Exercise objective ->
Output all of the data below exactly as given.

The input ->
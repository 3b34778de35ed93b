//! Host-platform transport injection.
//!
//! The router core never calls platform APIs directly. Everything it needs
//! from the host - channels for its role, the set of live tabs, and
//! connect/disconnect notifications - comes through a [`TransportProvider`]
//! implementation, which keeps the core deterministic under test (the
//! in-memory provider) and portable across hosts.

// ============================================================================
// Imports
// ============================================================================

use std::fmt;
use std::sync::Arc;

use crate::error::Result;
use crate::identifiers::{ListenerToken, TabId};
use crate::protocol::{ContextId, Role};

use super::channel::MessagingChannel;

// ============================================================================
// LifecycleEvent
// ============================================================================

/// Transport-level connection lifecycle notification.
///
/// Only contexts holding a cross-process connection produce these; the
/// page world has no connection of its own (its readiness is relayed by
/// its content script), and the hub never connects anywhere.
#[derive(Debug, Clone, PartialEq, Eq)]
pub enum LifecycleEvent {
    /// A context established its cross-process connection.
    Connected(ContextId),
    /// A context's cross-process connection went away.
    Disconnected(ContextId),
}

/// Callback invoked for every lifecycle event.
pub type LifecycleListener = Arc<dyn Fn(&LifecycleEvent) + Send + Sync>;

// ============================================================================
// Attachment
// ============================================================================

/// Result of attaching a role to the transport.
///
/// Carries the assigned context id (tab-bound roles get their tab filled in
/// by the provider) and the channels the role may use.
pub struct Attachment {
    /// The attached context's address.
    pub context_id: ContextId,
    /// Channels available to this context, at most one per kind.
    pub channels: Vec<Arc<dyn MessagingChannel>>,
}

impl fmt::Debug for Attachment {
    fn fmt(&self, f: &mut fmt::Formatter<'_>) -> fmt::Result {
        f.debug_struct("Attachment")
            .field("context_id", &self.context_id)
            .field("channels", &self.channels.len())
            .finish()
    }
}

// ============================================================================
// TransportProvider
// ============================================================================

/// Injected host-platform interface.
///
/// One provider instance represents one execution context's view of the
/// host. Attaching twice through the same view (or attaching a non-`other`
/// context id that is already taken) fails loudly, which is what enforces
/// the one-router-per-context singleton guarantee.
pub trait TransportProvider: Send + Sync {
    /// Attaches a role to the transport and opens its channels.
    ///
    /// # Errors
    ///
    /// - [`Error::DuplicateContext`](crate::Error::DuplicateContext) when
    ///   the execution context already has a router
    /// - [`Error::Transport`](crate::Error::Transport) when the role cannot
    ///   attach from this execution context
    fn attach(&self, role: Role) -> Result<Attachment>;

    /// Enumerates tabs that currently hold a live cross-process connection.
    fn live_tabs(&self) -> Vec<TabId>;

    /// Subscribes to connect/disconnect events.
    ///
    /// Only the hub has a use for this; other roles learn readiness through
    /// the hub's broadcasts.
    fn subscribe_lifecycle(&self, listener: LifecycleListener) -> ListenerToken;

    /// Removes a lifecycle subscription. Unknown tokens are ignored.
    fn unsubscribe_lifecycle(&self, token: ListenerToken);
}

Finished exercise ->
repository 3b34778de35ed93b
//! Host-platform transport injection.
//!
//! The router core never calls platform APIs directly. Everything it needs
//! from the host - channels for its role, the set of live tabs, and
//! connect/disconnect notifications - comes through a [`TransportProvider`]
//! implementation, which keeps the core deterministic under test (the
//! in-memory provider) and portable across hosts.

// ============================================================================
// Imports
// ============================================================================

use std::fmt;
use std::sync::Arc;

use crate::error::Result;
use crate::identifiers::{ListenerToken, TabId};
use crate::protocol::{ContextId, Role};

use super::channel::MessagingChannel;

// ============================================================================
// LifecycleEvent
// ============================================================================

/// Transport-level connection lifecycle notification.
///
/// Only contexts holding a cross-process connection produce these; the
/// page world has no connection of its own (its readiness is relayed by
/// its content script), and the hub never connects anywhere.
#[derive(Debug, Clone, PartialEq, Eq)]
pub enum LifecycleEvent {
    /// A context established its cross-process connection.
    Connected(ContextId),
    /// A context's cross-process connection went away.
    Disconnected(ContextId),
}

/// Callback invoked for every lifecycle event.
pub type LifecycleListener = Arc<dyn Fn(&LifecycleEvent) + Send + Sync>;

// ============================================================================
// Attachment
// ============================================================================

/// Result of attaching a role to the transport.
///
/// Carries the assigned context id (tab-bound roles get their tab filled in
/// by the provider) and the channels the role may use.
pub struct Attachment {
    /// The attached context's address.
    pub context_id: ContextId,
    /// Channels available to this context, at most one per kind.
    pub channels: Vec<Arc<dyn MessagingChannel>>,
}

impl fmt::Debug for Attachment {
    fn fmt(&self, f: &mut fmt::Formatter<'_>) -> fmt::Result {
        f.debug_struct("Attachment")
            .field("context_id", &self.context_id)
            .field("channels", &self.channels.len())
            .finish()
    }
}

// ============================================================================
// TransportProvider
// ============================================================================

/// Injected host-platform interface.
///
/// One provider instance represents one execution context's view of the
/// host. Attaching twice through the same view (or attaching a non-`other`
/// context id that is already taken) fails loudly, which is what enforces
/// the one-router-per-context singleton guarantee.
pub trait TransportProvider: Send + Sync {
    /// Attaches a role to the transport and opens its channels.
    ///
    /// # Errors
    ///
    /// - [`Error::DuplicateContext`](crate::Error::DuplicateContext) when
    ///   the execution context already has a router
    /// - [`Error::Transport`](crate::Error::Transport) when the role cannot
    ///   attach from this execution context
    fn attach(&self, role: Role) -> Result<Attachment>;

    /// Enumerates tabs that currently hold a live cross-process connection.
    fn live_tabs(&self) -> Vec<TabId>;

    /// Subscribes to connect/disconnect events.
    ///
    /// Only the hub has a use for this; other roles learn readiness through
    /// the hub's broadcasts.
    fn subscribe_lifecycle(&self, listener: LifecycleListener) -> ListenerToken;

    /// Removes a lifecycle subscription. Unknown tokens are ignored.
    fn unsubscribe_lifecycle(&self, token: ListenerToken);
}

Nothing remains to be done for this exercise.